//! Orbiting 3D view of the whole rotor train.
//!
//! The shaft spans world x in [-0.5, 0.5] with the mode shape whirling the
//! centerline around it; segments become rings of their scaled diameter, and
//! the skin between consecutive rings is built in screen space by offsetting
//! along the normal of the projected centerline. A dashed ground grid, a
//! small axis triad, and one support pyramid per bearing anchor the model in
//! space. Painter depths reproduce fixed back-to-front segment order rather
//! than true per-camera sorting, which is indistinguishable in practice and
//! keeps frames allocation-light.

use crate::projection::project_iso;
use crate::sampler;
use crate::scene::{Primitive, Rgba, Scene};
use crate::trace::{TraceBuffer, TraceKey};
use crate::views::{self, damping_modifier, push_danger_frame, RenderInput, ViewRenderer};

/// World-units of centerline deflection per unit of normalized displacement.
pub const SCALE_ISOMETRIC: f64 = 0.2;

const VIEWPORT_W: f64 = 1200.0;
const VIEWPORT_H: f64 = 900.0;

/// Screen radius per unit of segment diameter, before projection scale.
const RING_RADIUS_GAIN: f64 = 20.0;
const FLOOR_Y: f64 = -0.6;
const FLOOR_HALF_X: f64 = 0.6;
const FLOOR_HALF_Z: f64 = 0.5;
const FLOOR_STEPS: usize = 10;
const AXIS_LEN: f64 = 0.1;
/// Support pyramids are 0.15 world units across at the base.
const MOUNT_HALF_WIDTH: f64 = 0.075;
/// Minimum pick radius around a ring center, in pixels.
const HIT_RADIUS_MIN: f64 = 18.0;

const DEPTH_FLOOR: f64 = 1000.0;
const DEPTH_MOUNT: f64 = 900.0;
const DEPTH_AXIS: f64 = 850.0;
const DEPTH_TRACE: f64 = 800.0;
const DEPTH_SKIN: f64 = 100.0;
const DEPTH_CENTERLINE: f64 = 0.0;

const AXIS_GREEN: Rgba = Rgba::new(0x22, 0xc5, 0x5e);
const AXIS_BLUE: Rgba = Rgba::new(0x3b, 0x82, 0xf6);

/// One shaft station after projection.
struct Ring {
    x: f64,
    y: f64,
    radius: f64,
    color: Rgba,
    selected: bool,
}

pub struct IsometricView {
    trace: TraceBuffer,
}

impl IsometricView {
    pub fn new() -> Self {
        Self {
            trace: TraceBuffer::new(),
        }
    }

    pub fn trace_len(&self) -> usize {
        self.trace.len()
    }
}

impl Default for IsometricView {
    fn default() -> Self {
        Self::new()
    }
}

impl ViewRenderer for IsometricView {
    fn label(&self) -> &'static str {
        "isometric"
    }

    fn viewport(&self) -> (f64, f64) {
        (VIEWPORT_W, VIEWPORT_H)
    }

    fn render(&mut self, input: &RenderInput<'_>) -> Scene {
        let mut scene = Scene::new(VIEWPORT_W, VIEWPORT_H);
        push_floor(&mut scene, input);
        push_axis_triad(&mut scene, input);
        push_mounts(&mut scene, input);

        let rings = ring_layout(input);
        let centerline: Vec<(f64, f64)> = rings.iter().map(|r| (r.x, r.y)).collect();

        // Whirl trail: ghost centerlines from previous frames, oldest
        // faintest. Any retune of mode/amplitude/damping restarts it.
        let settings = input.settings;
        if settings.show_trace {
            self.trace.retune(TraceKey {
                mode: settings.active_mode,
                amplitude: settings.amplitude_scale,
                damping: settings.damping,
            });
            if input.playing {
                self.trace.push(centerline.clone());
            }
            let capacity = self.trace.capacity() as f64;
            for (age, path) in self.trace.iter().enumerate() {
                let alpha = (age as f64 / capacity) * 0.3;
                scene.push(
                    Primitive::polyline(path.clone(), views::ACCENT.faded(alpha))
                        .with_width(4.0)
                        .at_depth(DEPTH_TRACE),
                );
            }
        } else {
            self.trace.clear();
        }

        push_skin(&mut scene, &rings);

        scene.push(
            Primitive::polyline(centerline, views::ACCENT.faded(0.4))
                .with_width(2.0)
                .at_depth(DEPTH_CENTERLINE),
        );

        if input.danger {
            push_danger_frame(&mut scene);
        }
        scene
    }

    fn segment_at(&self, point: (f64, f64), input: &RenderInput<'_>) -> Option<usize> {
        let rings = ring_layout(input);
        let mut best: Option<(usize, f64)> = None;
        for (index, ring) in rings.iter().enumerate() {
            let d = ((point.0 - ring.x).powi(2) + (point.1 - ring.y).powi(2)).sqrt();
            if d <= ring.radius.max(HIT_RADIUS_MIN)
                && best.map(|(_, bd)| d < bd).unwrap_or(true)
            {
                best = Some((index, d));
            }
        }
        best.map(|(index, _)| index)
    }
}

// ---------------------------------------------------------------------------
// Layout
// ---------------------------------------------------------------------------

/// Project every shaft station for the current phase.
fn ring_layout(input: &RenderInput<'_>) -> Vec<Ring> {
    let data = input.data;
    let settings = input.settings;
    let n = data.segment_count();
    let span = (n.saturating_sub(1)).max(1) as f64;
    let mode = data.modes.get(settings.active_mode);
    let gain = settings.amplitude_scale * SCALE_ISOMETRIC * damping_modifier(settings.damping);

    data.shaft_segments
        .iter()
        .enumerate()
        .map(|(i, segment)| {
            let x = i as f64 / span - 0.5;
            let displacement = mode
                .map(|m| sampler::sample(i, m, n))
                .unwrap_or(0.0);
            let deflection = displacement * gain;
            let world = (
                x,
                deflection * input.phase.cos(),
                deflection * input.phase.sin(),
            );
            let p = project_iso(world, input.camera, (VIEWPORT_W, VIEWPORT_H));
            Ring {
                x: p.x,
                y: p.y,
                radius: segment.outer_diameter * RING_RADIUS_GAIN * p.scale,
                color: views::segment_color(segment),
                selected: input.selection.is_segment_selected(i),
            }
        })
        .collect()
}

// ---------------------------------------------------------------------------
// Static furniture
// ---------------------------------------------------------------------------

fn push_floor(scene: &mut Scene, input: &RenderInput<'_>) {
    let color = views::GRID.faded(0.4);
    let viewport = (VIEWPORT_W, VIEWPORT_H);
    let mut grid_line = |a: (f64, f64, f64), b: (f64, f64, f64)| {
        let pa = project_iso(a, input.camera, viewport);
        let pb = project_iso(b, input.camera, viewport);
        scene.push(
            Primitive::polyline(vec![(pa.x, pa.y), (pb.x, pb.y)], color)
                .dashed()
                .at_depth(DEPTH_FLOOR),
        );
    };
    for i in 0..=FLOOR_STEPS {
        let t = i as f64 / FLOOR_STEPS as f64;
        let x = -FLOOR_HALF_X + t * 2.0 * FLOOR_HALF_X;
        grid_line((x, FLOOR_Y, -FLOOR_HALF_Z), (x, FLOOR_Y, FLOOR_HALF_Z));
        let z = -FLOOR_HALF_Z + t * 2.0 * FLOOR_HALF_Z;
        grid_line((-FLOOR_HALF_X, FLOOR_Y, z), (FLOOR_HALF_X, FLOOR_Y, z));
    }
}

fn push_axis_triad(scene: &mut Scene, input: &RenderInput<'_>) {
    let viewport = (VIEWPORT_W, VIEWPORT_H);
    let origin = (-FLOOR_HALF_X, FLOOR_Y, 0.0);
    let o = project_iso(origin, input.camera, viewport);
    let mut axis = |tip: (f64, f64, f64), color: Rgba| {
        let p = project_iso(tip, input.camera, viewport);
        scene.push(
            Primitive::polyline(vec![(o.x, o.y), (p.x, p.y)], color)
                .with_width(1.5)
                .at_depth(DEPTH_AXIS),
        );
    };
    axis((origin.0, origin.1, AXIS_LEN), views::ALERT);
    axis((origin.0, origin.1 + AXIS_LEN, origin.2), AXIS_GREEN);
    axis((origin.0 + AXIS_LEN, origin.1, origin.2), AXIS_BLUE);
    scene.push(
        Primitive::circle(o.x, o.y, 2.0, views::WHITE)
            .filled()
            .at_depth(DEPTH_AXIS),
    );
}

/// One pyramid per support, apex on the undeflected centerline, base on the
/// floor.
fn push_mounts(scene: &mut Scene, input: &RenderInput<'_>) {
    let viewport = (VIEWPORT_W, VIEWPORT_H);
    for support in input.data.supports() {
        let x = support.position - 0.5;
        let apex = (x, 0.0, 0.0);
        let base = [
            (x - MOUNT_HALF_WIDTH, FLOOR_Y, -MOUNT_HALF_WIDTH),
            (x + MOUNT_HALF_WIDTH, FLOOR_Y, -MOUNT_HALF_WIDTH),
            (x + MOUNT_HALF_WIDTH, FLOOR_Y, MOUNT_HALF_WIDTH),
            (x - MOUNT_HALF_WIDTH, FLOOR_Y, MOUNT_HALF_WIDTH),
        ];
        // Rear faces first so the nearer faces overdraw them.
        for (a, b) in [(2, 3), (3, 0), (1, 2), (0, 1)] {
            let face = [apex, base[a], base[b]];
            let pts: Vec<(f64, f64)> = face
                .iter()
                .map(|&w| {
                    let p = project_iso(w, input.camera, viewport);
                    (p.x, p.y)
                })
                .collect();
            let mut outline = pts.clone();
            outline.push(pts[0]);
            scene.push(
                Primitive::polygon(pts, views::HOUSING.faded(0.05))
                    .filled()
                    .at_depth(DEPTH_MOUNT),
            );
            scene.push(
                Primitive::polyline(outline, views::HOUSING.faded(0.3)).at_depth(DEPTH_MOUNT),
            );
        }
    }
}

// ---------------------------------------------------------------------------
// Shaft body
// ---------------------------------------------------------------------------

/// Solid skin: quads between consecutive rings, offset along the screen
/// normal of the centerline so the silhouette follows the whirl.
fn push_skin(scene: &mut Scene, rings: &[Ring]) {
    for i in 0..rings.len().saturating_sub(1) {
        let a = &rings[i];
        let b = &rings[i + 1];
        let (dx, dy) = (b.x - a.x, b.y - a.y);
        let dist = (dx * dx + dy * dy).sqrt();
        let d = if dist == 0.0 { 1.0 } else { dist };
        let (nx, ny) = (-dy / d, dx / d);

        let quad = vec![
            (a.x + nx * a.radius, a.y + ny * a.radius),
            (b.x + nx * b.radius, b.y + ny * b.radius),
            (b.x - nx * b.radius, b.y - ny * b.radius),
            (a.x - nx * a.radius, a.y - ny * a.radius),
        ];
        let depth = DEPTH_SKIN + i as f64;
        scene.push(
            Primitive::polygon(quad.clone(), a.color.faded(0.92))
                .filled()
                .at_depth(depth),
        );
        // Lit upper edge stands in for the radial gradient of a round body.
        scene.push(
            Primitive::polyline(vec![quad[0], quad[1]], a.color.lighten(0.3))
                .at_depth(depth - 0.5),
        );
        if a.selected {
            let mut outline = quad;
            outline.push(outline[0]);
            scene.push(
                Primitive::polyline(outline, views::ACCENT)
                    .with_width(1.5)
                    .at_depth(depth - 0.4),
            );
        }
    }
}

__Try it__:
The answer should hold only the lines from the start of the records above through the line containing "ground grid, a", each set down exactly.

__Task result__:
//! Orbiting 3D view of the whole rotor train.
//!
//! The shaft spans world x in [-0.5, 0.5] with the mode shape whirling the
//! centerline around it; segments become rings of their scaled diameter, and
//! the skin between consecutive rings is built in screen space by offsetting
//! along the normal of the projected centerline. A dashed ground grid, a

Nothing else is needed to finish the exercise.